1986 - Differential and stage-related expression in embryonic tissues of a new human homoeobox gene [Articolo su rivista]
Mavilio, F.; Simeone, A.; Giampaolo, A.; Faiella, A.; Zappavigna, V.; Acampora, D.; Poiana, G.; Russo, G.; Peschle, C.; Boncinelli, E.

The homoeobox is a 183 base-pair (bp) DNA sequence1 conserved in several Drosophila genes controlling segmentation and segment identity 2-4. Homoeobox sequences have been detected in the genome of species ranging from insects and anellids to vertebrates5,6 and homoeobox containing genes have been cloned from Xenopus7-9, mouse 10-22 and man23. We recently isolated human homoeobox containing complementary DNA clones, that represent transcripts from four different human genes24. One clone (HHO.c10) is selectively expressed in a 2.1 kilobase (kb) polyadenylated transcript in the spinal cord of human embryos and fetuses 5-10 weeks after fertilization25. We report the characterization of a second cDNA clone, termed HHO.c13, that represents a new homoeobox gene. This clone encodes a protein of 255 amino-acid residues, which includes a pentapeptide, upstream of the homoeo domain, conserved in other Drosophila, Xenopus, murine and human homoeobox genes. By Northern analysis HHO.c13 detects multiple embryonic transcripts, which are differentially expressed in spinal cord, brain, backbone rudiments, limb buds and heart in 5-9-week-old human embryos and fetuses, in a striking organ- and stage-specific pattern. These observations suggest that in early mammalian development homoeobox genes may exert a wide spectrum of control functions in a variety of organs and body parts, in addition to the spinal cord. © 1986 Nature Publishing Group.

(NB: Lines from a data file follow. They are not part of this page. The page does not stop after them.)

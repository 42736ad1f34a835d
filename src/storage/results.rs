//! Storage result types
//!
//! Defines result structures returned by storage operations.

use serde::Serialize;
use std::fs::Metadata;

use crate::error::StorageError;
use crate::storage::filesystem::modified_secs;
use crate::storage::validation::ResolvedPath;

#[derive(Debug, Clone, Copy, PartialEq, Eq, Serialize)]
#[serde(rename_all = "lowercase")]
pub enum EntryKind {
    File,
    Directory,
}

/// One item of a directory listing
#[derive(Debug, Clone, PartialEq, Eq, Serialize)]
pub struct Entry {
    pub name: String,
    pub kind: EntryKind,
    /// Size in bytes; `None` for directories.
    pub size: Option<u64>,
    /// Seconds since the Unix epoch.
    pub modified: u64,
}

impl Entry {
    pub fn from_metadata(name: String, metadata: &Metadata) -> Self {
        let (kind, size) = if metadata.is_dir() {
            (EntryKind::Directory, None)
        } else {
            (EntryKind::File, Some(metadata.len()))
        };
        Self {
            name,
            kind,
            size,
            modified: modified_secs(metadata),
        }
    }

    pub fn is_dir(&self) -> bool {
        self.kind == EntryKind::Directory
    }
}

/// A file ready to be streamed to a client
#[derive(Debug, Clone)]
pub struct Download {
    pub path: ResolvedPath,
    pub file_name: String,
    pub size: u64,
    pub modified: u64,
}

/// Result of storing one uploaded file
#[derive(Debug, Clone, PartialEq, Eq, Serialize)]
pub struct UploadOutcome {
    pub name: String,
    pub ok: bool,
    #[serde(skip_serializing_if = "Option::is_none")]
    pub size: Option<u64>,
    #[serde(skip_serializing_if = "Option::is_none")]
    pub error: Option<String>,
    #[serde(skip_serializing_if = "Option::is_none")]
    pub message: Option<String>,
}

impl UploadOutcome {
    pub fn stored(name: String, size: u64) -> Self {
        Self {
            name,
            ok: true,
            size: Some(size),
            error: None,
            message: None,
        }
    }

    pub fn failed(name: String, err: &StorageError) -> Self {
        Self {
            name,
            ok: false,
            size: None,
            error: Some(err.kind().to_string()),
            message: Some(err.public_message()),
        }
    }
}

1986 - Translocation of c-myc into the immunoglobulin heavy-chain locus in human acute B-cell leukemia. A molecular analysis [Articolo su rivista]

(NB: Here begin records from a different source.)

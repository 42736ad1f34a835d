use axum::Router;
use log::{info, warn};
use std::io;
use std::net::SocketAddr;
use tokio::net::TcpListener;

use crate::config::{ServerConfig, prepare_root};
use crate::error::FileManagerError;
use crate::server::handlers::AppState;
use crate::server::routes::build_router;
use crate::storage::{FileOps, PathResolver};

pub struct Server {
    listener: TcpListener,
    router: Router,
}

impl Server {
    /// Prepare the sandbox root, build the router and bind the listener.
    pub async fn new(config: ServerConfig) -> Result<Self, FileManagerError> {
        let root = prepare_root(&config.root_path())?;
        info!("Sandbox root directory: {}", root.display());

        let static_dir = config.static_path();
        if !static_dir.is_dir() {
            warn!(
                "Static UI directory {} not found; only the API will be served",
                static_dir.display()
            );
        }

        let ops = FileOps::new(PathResolver::new(root));
        let router = build_router(AppState::new(ops), &static_dir, config.max_upload_bytes());

        let addr = config.socket_addr();
        let listener = TcpListener::bind(&addr)
            .await
            .map_err(|e| FileManagerError::Bind(addr.clone(), e))?;
        info!("Server bound to {}", addr);

        Ok(Self { listener, router })
    }

    pub fn local_addr(&self) -> io::Result<SocketAddr> {
        self.listener.local_addr()
    }

    /// Serve requests until Ctrl-C.
    pub async fn start(self) -> Result<(), FileManagerError> {
        info!("Starting file manager on {}", self.local_addr()?);

        axum::serve(self.listener, self.router)
            .with_graceful_shutdown(shutdown_signal())
            .await?;

        info!("Server stopped");
        Ok(())
    }
}

async fn shutdown_signal() {
    if let Err(e) = tokio::signal::ctrl_c().await {
        warn!("Failed to listen for shutdown signal: {}", e);
        std::future::pending::<()>().await;
    }
    info!("Shutdown signal received");
}
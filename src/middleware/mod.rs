//! Server middleware
//!
//! Provides request logging middleware.

pub mod logging;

Care, A.; Cianetti, L.; Giampaolo, A.; Sposi, N. M.; Zappavigna, V.; Mavilio, F.; Alimena, G.; Amadori, S.; Mandelli, F.; Peschle, C.

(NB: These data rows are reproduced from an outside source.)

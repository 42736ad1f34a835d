//! Error types
//!
//! Defines the storage error taxonomy returned by path resolution and file
//! operations, and the umbrella error used during server startup.

use std::fmt;
use std::io;
use std::path::PathBuf;

/// Storage module errors
///
/// Every variant except `IoError` carries the caller's logical path or name,
/// never a physical path, so the `Display` text is safe to return to clients.
#[derive(Debug)]
pub enum StorageError {
    PathEscape(String),
    NotFound(String),
    NotADirectory(String),
    IsADirectory(String),
    AlreadyExists(String),
    DirectoryNotEmpty(String),
    Unsupported(String),
    InvalidName(String),
    IoError(io::Error),
}

impl StorageError {
    /// Stable kind identifier used in API responses.
    pub fn kind(&self) -> &'static str {
        match self {
            StorageError::PathEscape(_) => "PathEscape",
            StorageError::NotFound(_) => "NotFound",
            StorageError::NotADirectory(_) => "NotADirectory",
            StorageError::IsADirectory(_) => "IsADirectory",
            StorageError::AlreadyExists(_) => "AlreadyExists",
            StorageError::DirectoryNotEmpty(_) => "DirectoryNotEmpty",
            StorageError::Unsupported(_) => "Unsupported",
            StorageError::InvalidName(_) => "InvalidName",
            StorageError::IoError(_) => "Internal",
        }
    }

    /// Message suitable for clients. I/O details stay server-side.
    pub fn public_message(&self) -> String {
        match self {
            StorageError::IoError(_) => "Internal server error".to_string(),
            other => other.to_string(),
        }
    }
}

impl fmt::Display for StorageError {
    fn fmt(&self, f: &mut fmt::Formatter<'_>) -> fmt::Result {
        match self {
            StorageError::PathEscape(p) => write!(f, "Path escapes the sandbox root: {}", p),
            StorageError::NotFound(p) => write!(f, "Not found: {}", p),
            StorageError::NotADirectory(p) => write!(f, "Not a directory: {}", p),
            StorageError::IsADirectory(p) => write!(f, "Is a directory: {}", p),
            StorageError::AlreadyExists(p) => write!(f, "Already exists: {}", p),
            StorageError::DirectoryNotEmpty(p) => write!(f, "Directory not empty: {}", p),
            StorageError::Unsupported(p) => write!(f, "Unsupported operation: {}", p),
            StorageError::InvalidName(p) => write!(f, "Invalid name: {:?}", p),
            StorageError::IoError(e) => write!(f, "IO error: {}", e),
        }
    }
}

impl std::error::Error for StorageError {
    fn source(&self) -> Option<&(dyn std::error::Error + 'static)> {
        match self {
            StorageError::IoError(e) => Some(e),
            _ => None,
        }
    }
}

impl From<io::Error> for StorageError {
    fn from(error: io::Error) -> Self {
        StorageError::IoError(error)
    }
}

/// Errors that abort server startup
#[derive(Debug)]
pub enum FileManagerError {
    Config(config::ConfigError),
    RootUnavailable(PathBuf, String),
    Bind(String, io::Error),
    IoError(io::Error),
}

impl fmt::Display for FileManagerError {
    fn fmt(&self, f: &mut fmt::Formatter<'_>) -> fmt::Result {
        match self {
            FileManagerError::Config(e) => write!(f, "Configuration error: {}", e),
            FileManagerError::RootUnavailable(path, reason) => {
                write!(f, "Root directory {} unavailable: {}", path.display(), reason)
            }
            FileManagerError::Bind(addr, e) => write!(f, "Failed to bind to {}: {}", addr, e),
            FileManagerError::IoError(e) => write!(f, "I/O error: {}", e),
        }
    }
}

impl std::error::Error for FileManagerError {}

impl From<config::ConfigError> for FileManagerError {
    fn from(error: config::ConfigError) -> Self {
        FileManagerError::Config(error)
    }
}

impl From<io::Error> for FileManagerError {
    fn from(error: io::Error) -> Self {
        FileManagerError::IoError(error)
    }
}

We report the molecular analysis of primary cells from four cases of human B-cell malignancies each with an 8;14 chromosomal translocation involving the c-myc proto-oncogene and the immunoglobulin (Ig) gene cluster. In two cases of B-cell acute lymphocytic leukemia (B-ALL) the c-myc is truncated, rearranged into the Ig C alpha 1 locus and over-expressed in two abnormal mRNAs of approximately 2.0 and 2.8 kb. Conversely, in two cases of B-cell lymphoma progressed into leukemia the c-myc locus was translocated intact in its coding and 5'-flanking region into an Ig region different from C alpha 1, and over-expressed in two normal mRNA species. Cloning and sequencing of the breakpoint region on chromosome 14q+ from one of the two B-ALL cases showed that the myc gene is truncated 1077 nucleotides upstream from the translation start site, and rearranged in the opposite transcriptional orientation into an Ig class-switch segment approximately 4.8 kb upstream from the C alpha 1 gene. The c-myc anti-sense strand contains two class-switch recombination consensus sequences in the immediate boundaries of the breakpoint on chromosome 8: this allows us to postulate that an erroneous, class-switch-like recombination between Ig and myc sequences gave rise to the chromosomal translocation. Furthermore, we report 13 point mutations clustered in a region spanning from the first intron to the second exon of the translocated c-myc gene, five of which cause amino acid changes leading to an abnormal myc protein. This is the first evidence of mutations in a translocated c-myc in primary tumor cells.